Life & Times: School daze: All about ringgit and sense

By Mariam Tan Abdullah
09 August 2000

KHAIRUL only learnt to handle money when he started primary school.
Although he had copy cutouts of the different denominations of coins as
a kindergarten project and knew how to add and subtract, he'd never
bought anything on his own.

He managed to buy food from the canteen but forgot his change on several
occasions. Once I forgot to give him his pocket money of RM2 for the
day, so he had to go hungry. His friends refused to give him a loan
because he did not lend them money when they wanted to borrow from him.

Recently, his toddler brother ferreted his wallet out of his school
shirt pocket and hid it under the bed together with a colourful sock and
a loose parquet flooring. Khairul had to go hungry again.
On another occasion, Khairul dropped his food and since he had already
run out of money, he had to pick his food off the floor and eat it after
giving it a wash.

Although it might not be apparent from their behaviour, children take
their cues and life-long attitudes about money from watching their
parents. Children pick up their traits, tendencies and mistakes.

When it comes to discussing money, "it's sort of like teaching children
about sex. You don't want to tell them more than they need to know, and
it's never appropriate to draw children into an overly detailed
discussion of the family finances," said a clergyman.

General personality traits can be taught through teaching a child how to
use money. The larger themes and issues of responsibility and discipline
can be taught through the handling of money - how to save today for
tomorrow, how to realise you can't have everything and someone has to
work hard to get the money.

Khairul is picking up very mixed signals from his parents on monetary
values.

I am very cheap to run on and shop like a man these days - dash in to
grab exactly what I want and make a quick exit. Will Khairul learn a
woman will pay RM1 for a RM2 item she doesn't want or will he be
nonchalant like a man and pay RM2 for a RM1 article which he needs?

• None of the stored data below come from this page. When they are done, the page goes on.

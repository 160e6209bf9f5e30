// SPDX-License-Identifier: BUSL-1.1
// Copyright (c) 2026 Alfred Jean LLC

//! Output formatting shared across read-only commands. `status` takes a
//! literal boolean `--json` flag (spec §6's documented CLI surface);
//! `list` reuses this `OutputFormat` enum for its own `--format
//! <text|json>` (a supplemented, documented deviation — see SPEC_FULL §4).

use clap::ValueEnum;
use serde::Serialize;

#[derive(Clone, Copy, Debug, Default, PartialEq, Eq, ValueEnum)]
pub enum OutputFormat {
    #[default]
    Text,
    Json,
}

/// Render a list as a text table or pretty JSON, with an empty-state
/// message for the text branch.
pub fn handle_list<T: Serialize>(
    format: OutputFormat,
    items: &[T],
    empty_msg: &str,
    render_text: impl FnOnce(&[T]),
) -> anyhow::Result<()> {
    match format {
        OutputFormat::Json => println!("{}", serde_json::to_string_pretty(items)?),
        OutputFormat::Text => {
            if items.is_empty() {
                println!("{empty_msg}");
            } else {
                render_text(items);
            }
        }
    }
    Ok(())
}

#[cfg(test)]
#[path = "output_tests.rs"]
mod tests;
// SPDX-License-Identifier: BUSL-1.1
// Copyright (c) 2026 Alfred Jean LLC

//! The error taxonomy shared by every `grove-*` crate.

use std::path::PathBuf;
use thiserror::Error;

/// Errors raised anywhere in the orchestration engine.
#[derive(Debug, Error)]
pub enum Error {
    #[error("{path}: malformed front matter: {detail}")]
    MalformedFrontMatter { path: PathBuf, detail: String },

    #[error("job {job}: dependency {reference:?} does not resolve to any job in this plan")]
    UnresolvedDependency { job: String, reference: String },

    #[error("dependency cycle detected: {}", path.join(" -> "))]
    DependencyCycle { path: Vec<String> },

    #[error("no job matches {reference:?}")]
    JobNotFound { reference: String },

    #[error("job {job} is already running (lock held by a live process)")]
    JobAlreadyRunning { job: String },

    #[error("job {job} is not runnable: {reason}")]
    JobNotRunnable { job: String, reason: String },

    #[error("provider error for job {job}: {detail}")]
    ProviderError { job: String, detail: String },

    #[error("cancelled by user")]
    Cancelled,

    #[error("{path}: {detail}")]
    Io { path: PathBuf, detail: String },
}

impl Error {
    pub fn io(path: impl Into<PathBuf>, err: std::io::Error) -> Self {
        Error::Io { path: path.into(), detail: err.to_string() }
    }
}

pub type Result<T> = std::result::Result<T, Error>;
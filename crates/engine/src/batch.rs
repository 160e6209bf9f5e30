// SPDX-License-Identifier: BUSL-1.1
// Copyright (c) 2026 Alfred Jean LLC

//! Batch runner: repeatedly dispatches every currently runnable job,
//! bounded to a fixed amount of parallelism, until a pass over the plan
//! produces no further runnable work.
//!
//! Each wave runs its jobs against an independent clone of the `Plan`
//! snapshot and merges only that job's own record back once it reaches a
//! result — two jobs in the same wave are independent by construction (a
//! job only becomes runnable once every dependency is already terminal),
//! so no wave ever contains two jobs racing to write the same file.

use crate::executor::JobExecutor;
use crate::readiness::{runnable_jobs, runnable_within};
use grove_adapters::{ProviderAdapter, ShellAdapter};
use grove_core::{Clock, Error, JobStatus, Plan};
use std::sync::Arc;
use tokio::sync::Semaphore;
use tokio::task::JoinSet;
use tokio_util::sync::CancellationToken;

/// Tally of where every job in a batch run ended up.
#[derive(Debug, Default, Clone)]
pub struct BatchOutcome {
    pub completed: Vec<String>,
    pub failed: Vec<String>,
    /// Interactive-agent jobs a wave started that are still `running`
    /// when the batch returns — they outlive the call that started them.
    pub running: Vec<String>,
    /// Jobs whose executor call itself errored out, rather than ending in
    /// a normal terminal status (panics, unexpected I/O failures).
    pub errors: Vec<(String, String)>,
}

impl BatchOutcome {
    fn record(&mut self, filename: String, status: JobStatus) {
        match status {
            JobStatus::Completed => self.completed.push(filename),
            JobStatus::Failed => self.failed.push(filename),
            JobStatus::Running => self.running.push(filename),
            other => {
                tracing::warn!(job = %filename, status = %other, "batch job ended in an unexpected status");
            }
        }
    }
}

/// Runs a plan's jobs to exhaustion with at most `max_parallel` jobs
/// in flight at once.
pub struct BatchRunner<Sh: ShellAdapter, Pr: ProviderAdapter, C: Clock> {
    executor: Arc<JobExecutor<Sh, Pr, C>>,
    max_parallel: usize,
}

impl<Sh: ShellAdapter, Pr: ProviderAdapter, C: Clock + 'static> BatchRunner<Sh, Pr, C> {
    pub fn new(executor: JobExecutor<Sh, Pr, C>, max_parallel: usize) -> Self {
        Self { executor: Arc::new(executor), max_parallel: max_parallel.max(1) }
    }

    /// Runs every runnable job to a terminal (or `running`, for
    /// interactive types) status, recomputing the frontier after each
    /// wave, until nothing more becomes runnable or the plan is exhausted.
    ///
    /// `run_set`, when given, restricts execution to that closed set of
    /// filenames — every name must resolve to a job already in the plan.
    pub async fn run(
        &self,
        plan: &mut Plan,
        run_set: Option<&[String]>,
        cancel: &CancellationToken,
    ) -> Result<BatchOutcome, Error>
    where
        Sh: 'static,
        Pr: 'static,
    {
        if let Some(set) = run_set {
            for filename in set {
                if plan.find_by_filename(filename).is_none() {
                    return Err(Error::JobNotFound { reference: filename.clone() });
                }
            }
        }

        let mut outcome = BatchOutcome::default();
        loop {
            let frontier: Vec<String> = match run_set {
                Some(set) => runnable_within(plan, set).into_iter().map(|j| j.filename.clone()).collect(),
                None => runnable_jobs(plan).into_iter().map(|j| j.filename.clone()).collect(),
            };
            if frontier.is_empty() {
                break;
            }

            let semaphore = Arc::new(Semaphore::new(self.max_parallel));
            let mut wave: JoinSet<(String, Plan, Result<JobStatus, Error>)> = JoinSet::new();
            for filename in frontier {
                let snapshot = plan.clone();
                let executor = Arc::clone(&self.executor);
                let permit_holder = Arc::clone(&semaphore);
                let cancel = cancel.clone();
                wave.spawn(async move {
                    let _permit = permit_holder.acquire_owned().await;
                    let mut local_plan = snapshot;
                    let result = executor.run(&mut local_plan, &filename, &cancel).await;
                    (filename, local_plan, result)
                });
            }

            let mut progressed = false;
            while let Some(joined) = wave.join_next().await {
                match joined {
                    Ok((filename, local_plan, result)) => {
                        if let Some(updated) = local_plan.find_by_filename(&filename).cloned() {
                            if let Some(slot) = plan.find_by_filename_mut(&filename) {
                                *slot = updated;
                            } else {
                                plan.push(updated);
                            }
                        }
                        progressed = true;
                        match result {
                            Ok(status) => outcome.record(filename, status),
                            Err(e) => {
                                tracing::warn!(job = %filename, error = %e, "job executor returned an error");
                                outcome.errors.push((filename, e.to_string()));
                            }
                        }
                    }
                    Err(join_err) => {
                        tracing::error!(error = %join_err, "batch task panicked before reporting a result");
                        outcome.errors.push(("<unknown>".to_string(), join_err.to_string()));
                    }
                }
            }

            if !progressed || cancel.is_cancelled() {
                break;
            }
        }

        Ok(outcome)
    }
}

#[cfg(test)]
#[path = "batch_tests.rs"]
mod tests;
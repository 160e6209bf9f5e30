// SPDX-License-Identifier: BUSL-1.1
// Copyright (c) 2026 Alfred Jean LLC

//! Lock file shape.
//!
//! The lock file itself — creation, liveness probing, removal — is an
//! adapter/executor concern (`grove-adapters::lock`, `grove-engine::executor`);
//! this module only owns the on-disk shape and its path, since both the
//! storage loader (stale-lock detection) and the engine executor (lock
//! lifecycle) need to agree on it.

use serde::{Deserialize, Serialize};
use std::path::{Path, PathBuf};

/// Contents of a job's `.lock` sibling file.
#[derive(Debug, Clone, PartialEq, Serialize, Deserialize)]
pub struct LockFile {
    pub pid: u32,
    pub session: String,
}

/// The lock file is a sibling of the job file, not under `.artifacts/`.
pub fn lock_path_for(job_file: &Path) -> PathBuf {
    let mut name = job_file.file_name().map(|n| n.to_os_string()).unwrap_or_default();
    name.push(".lock");
    job_file.with_file_name(name)
}
// SPDX-License-Identifier: BUSL-1.1
// Copyright (c) 2026 Alfred Jean LLC

//! Explicit execution context.
//!
//! Every operation takes a `Context` it owns explicitly, built once in
//! `main` from the process environment and CLI flags. It owns the project
//! root, the active-plan pointer, and the cancellation token every
//! long-running command wires to Ctrl-C — there is no other global state
//! in this binary.

use anyhow::{Context as _, Result};
use grove_storage::ActivePlanPointer;
use std::path::{Path, PathBuf};
use tokio_util::sync::CancellationToken;

pub struct Context {
    pub project_root: PathBuf,
    pub pointer: ActivePlanPointer,
    pub cancel: CancellationToken,
}

impl Context {
    pub fn new() -> Result<Self> {
        let project_root = std::env::current_dir().context("could not determine current directory")?;
        let state_dir = grove_storage::plan_pointer::state_dir()?;
        Ok(Self {
            project_root,
            pointer: ActivePlanPointer::new(state_dir),
            cancel: CancellationToken::new(),
        })
    }

    /// Resolves the plan root a command should operate on, given the
    /// command's own explicit argument (if it has one) and/or the global
    /// `--plan` flag, using precedence: explicit argument > active-plan
    /// pointer > default plan (created lazily).
    pub fn resolve_plan(&self, explicit: Option<&str>) -> Result<PathBuf> {
        let explicit_path = explicit.map(|s| self.plan_path(s));
        Ok(grove_engine::resolve_plan_root(
            explicit_path.as_deref(),
            &self.pointer,
            &self.project_root,
        )?)
    }

    /// Resolves a user-supplied plan name/path against the project root:
    /// absolute paths are used as-is, relative ones are joined.
    pub fn plan_path(&self, name_or_path: &str) -> PathBuf {
        let p = Path::new(name_or_path);
        if p.is_absolute() {
            p.to_path_buf()
        } else {
            self.project_root.join(p)
        }
    }

    /// Installs a Ctrl-C handler that cancels this context's token exactly
    /// once. Safe to call once per process.
    pub fn install_ctrl_c_handler(&self) {
        let cancel = self.cancel.clone();
        tokio::spawn(async move {
            if tokio::signal::ctrl_c().await.is_ok() {
                cancel.cancel();
            }
        });
    }
}
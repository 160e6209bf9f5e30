// SPDX-License-Identifier: BUSL-1.1
// Copyright (c) 2026 Alfred Jean LLC

//! Custom error type that carries a process exit code.
//!
//! Commands return `ExitError` instead of calling `std::process::exit()`
//! directly, allowing `main()` to handle process termination.

use std::fmt;

#[derive(Debug)]
pub struct ExitError {
    pub code: i32,
    pub message: String,
}

impl ExitError {
    pub fn new(code: i32, message: impl Into<String>) -> Self {
        Self { code, message: message.into() }
    }
}

impl fmt::Display for ExitError {
    fn fmt(&self, f: &mut fmt::Formatter<'_>) -> fmt::Result {
        write!(f, "{}", self.message)
    }
}

impl std::error::Error for ExitError {}

impl From<grove_core::Error> for ExitError {
    fn from(e: grove_core::Error) -> Self {
        ExitError::new(1, e.to_string())
    }
}
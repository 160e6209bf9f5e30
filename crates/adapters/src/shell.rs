// SPDX-License-Identifier: BUSL-1.1
// Copyright (c) 2026 Alfred Jean LLC

//! Shell provider: spawns a job's `prompt_body` as a command in the plan's
//! working directory, streaming stdout+stderr interleaved to whoever is
//! fanning the log out (the executor's log bus), and capturing the exit
//! code for the `shell` job type's completed/failed split.

use async_trait::async_trait;
use grove_core::Error;
use std::path::Path;
use tokio::io::AsyncReadExt;
use tokio::process::Command;
use tokio::sync::mpsc::UnboundedSender;

/// Result of running a shell command to completion.
#[derive(Debug, Clone, Copy, PartialEq, Eq)]
pub struct ShellOutput {
    pub exit_code: i32,
}

impl ShellOutput {
    pub fn succeeded(&self) -> bool {
        self.exit_code == 0
    }
}

/// Spawns `command` and streams its combined output a chunk at a time.
#[async_trait]
pub trait ShellAdapter: Send + Sync + 'static {
    async fn run(
        &self,
        command: &str,
        cwd: &Path,
        output: UnboundedSender<Vec<u8>>,
    ) -> Result<ShellOutput, Error>;
}

/// Runs commands through `sh -c`, the way a job's `prompt_body` is a shell
/// script fragment rather than an argv vector.
#[derive(Clone, Copy, Debug, Default)]
pub struct RealShellAdapter;

impl RealShellAdapter {
    pub fn new() -> Self {
        Self
    }
}

#[async_trait]
impl ShellAdapter for RealShellAdapter {
    async fn run(
        &self,
        command: &str,
        cwd: &Path,
        output: UnboundedSender<Vec<u8>>,
    ) -> Result<ShellOutput, Error> {
        let mut child = Command::new("sh")
            .arg("-c")
            .arg(command)
            .current_dir(cwd)
            .stdout(std::process::Stdio::piped())
            .stderr(std::process::Stdio::piped())
            .spawn()
            .map_err(|e| Error::io(cwd, e))?;

        #[allow(clippy::expect_used)]
        let mut stdout = child.stdout.take().expect("stdout was requested as piped above");
        #[allow(clippy::expect_used)]
        let mut stderr = child.stderr.take().expect("stderr was requested as piped above");
        let stdout_tx = output.clone();
        let stderr_tx = output;

        let stdout_task = tokio::spawn(async move { pump(&mut stdout, stdout_tx).await });
        let stderr_task = tokio::spawn(async move { pump(&mut stderr, stderr_tx).await });
        let _ = stdout_task.await;
        let _ = stderr_task.await;

        let status = child.wait().await.map_err(|e| Error::io(cwd, e))?;
        Ok(ShellOutput { exit_code: status.code().unwrap_or(-1) })
    }
}

async fn pump(reader: &mut (impl tokio::io::AsyncRead + Unpin), tx: UnboundedSender<Vec<u8>>) {
    let mut buf = [0u8; 4096];
    loop {
        match reader.read(&mut buf).await {
            Ok(0) | Err(_) => break,
            Ok(n) => {
                if tx.send(buf[..n].to_vec()).is_err() {
                    break;
                }
            }
        }
    }
}

#[cfg(any(test, feature = "test-support"))]
mod fake {
    use super::{Error, ShellAdapter, ShellOutput};
    use async_trait::async_trait;
    use parking_lot::Mutex;
    use std::collections::HashMap;
    use std::path::{Path, PathBuf};
    use std::sync::Arc;
    use tokio::sync::mpsc::UnboundedSender;

    /// A scripted response for one command.
    #[derive(Debug, Clone)]
    pub struct ScriptedRun {
        pub chunks: Vec<Vec<u8>>,
        pub exit_code: i32,
    }

    #[derive(Debug, Clone)]
    pub struct ShellCall {
        pub command: String,
        pub cwd: PathBuf,
    }

    struct FakeState {
        scripts: HashMap<String, ScriptedRun>,
        default_exit_code: i32,
        calls: Vec<ShellCall>,
    }

    /// Records every command it was asked to run and replays a scripted
    /// response keyed by the exact command string, falling back to an
    /// empty-output/exit-0 run for anything unscripted.
    #[derive(Clone)]
    pub struct FakeShellAdapter {
        inner: Arc<Mutex<FakeState>>,
    }

    impl Default for FakeShellAdapter {
        fn default() -> Self {
            Self {
                inner: Arc::new(Mutex::new(FakeState {
                    scripts: HashMap::new(),
                    default_exit_code: 0,
                    calls: Vec::new(),
                })),
            }
        }
    }

    impl FakeShellAdapter {
        pub fn new() -> Self {
            Self::default()
        }

        pub fn script(&self, command: impl Into<String>, run: ScriptedRun) {
            self.inner.lock().scripts.insert(command.into(), run);
        }

        pub fn set_default_exit_code(&self, code: i32) {
            self.inner.lock().default_exit_code = code;
        }

        pub fn calls(&self) -> Vec<ShellCall> {
            self.inner.lock().calls.clone()
        }
    }

    #[async_trait]
    impl ShellAdapter for FakeShellAdapter {
        async fn run(
            &self,
            command: &str,
            cwd: &Path,
            output: UnboundedSender<Vec<u8>>,
        ) -> Result<ShellOutput, Error> {
            let (chunks, exit_code) = {
                let mut state = self.inner.lock();
                state.calls.push(ShellCall { command: command.to_string(), cwd: cwd.to_path_buf() });
                match state.scripts.get(command) {
                    Some(run) => (run.chunks.clone(), run.exit_code),
                    None => (Vec::new(), state.default_exit_code),
                }
            };
            for chunk in chunks {
                let _ = output.send(chunk);
            }
            Ok(ShellOutput { exit_code })
        }
    }
}

#[cfg(any(test, feature = "test-support"))]
pub use fake::{FakeShellAdapter, ScriptedRun, ShellCall};

#[cfg(test)]
#[path = "shell_tests.rs"]
mod tests;
// SPDX-License-Identifier: BUSL-1.1
// Copyright (c) 2026 Alfred Jean LLC

//! `grove set` / `unset` / `current` — the active-plan pointer.

use crate::context::Context;
use anyhow::Result;
use clap::Args;

#[derive(Args, Debug)]
pub struct SetArgs {
    /// Plan to make active.
    pub plan: String,
}

pub fn set(ctx: &Context, args: SetArgs) -> Result<()> {
    let root = ctx.plan_path(&args.plan);
    std::fs::create_dir_all(&root)?;
    ctx.pointer.set(&root)?;
    println!("Active plan set to {}", root.display());
    Ok(())
}

pub fn unset(ctx: &Context) -> Result<()> {
    ctx.pointer.unset()?;
    println!("Active plan unset");
    Ok(())
}

pub fn current(ctx: &Context) -> Result<()> {
    match ctx.pointer.load()? {
        Some(path) => println!("{}", path.display()),
        None => println!("No active plan set"),
    }
    Ok(())
}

I am tightfisted about money. Blame it on my background in economics but
someone has to do the dirty job in the family.

Abah never borrows anything - be it money or things - which he can buy.
He goes for originals as far as possible, never bargains nor waits till
the sale.

Khairul has upped his fee for vacuuming the flat from RM1 to RM2 since
the start of the century. Talk about confused messages about money -
abah and mama paid him independently of each other when he first started
his chore and he ended up with RM1 and 50 sen for the same task!

Ever since I gave him an emergency stash of RM2 two weeks ago, in
addition to his regular pocket money, Khairul has been raiding it.
Issuing dire warnings of being left in the lurch does not seem to
provoke any verbal response or a mending of ways.

Looks like I have to revert to getting him a prepaid telephone card
which he lost after a term in school.

Ahmad, Khairul's brother aged two plus, has the last word on money:
"Abah ada 10 dollars," was his reassuring reply to my rhetorical
question of whether money grows on trees.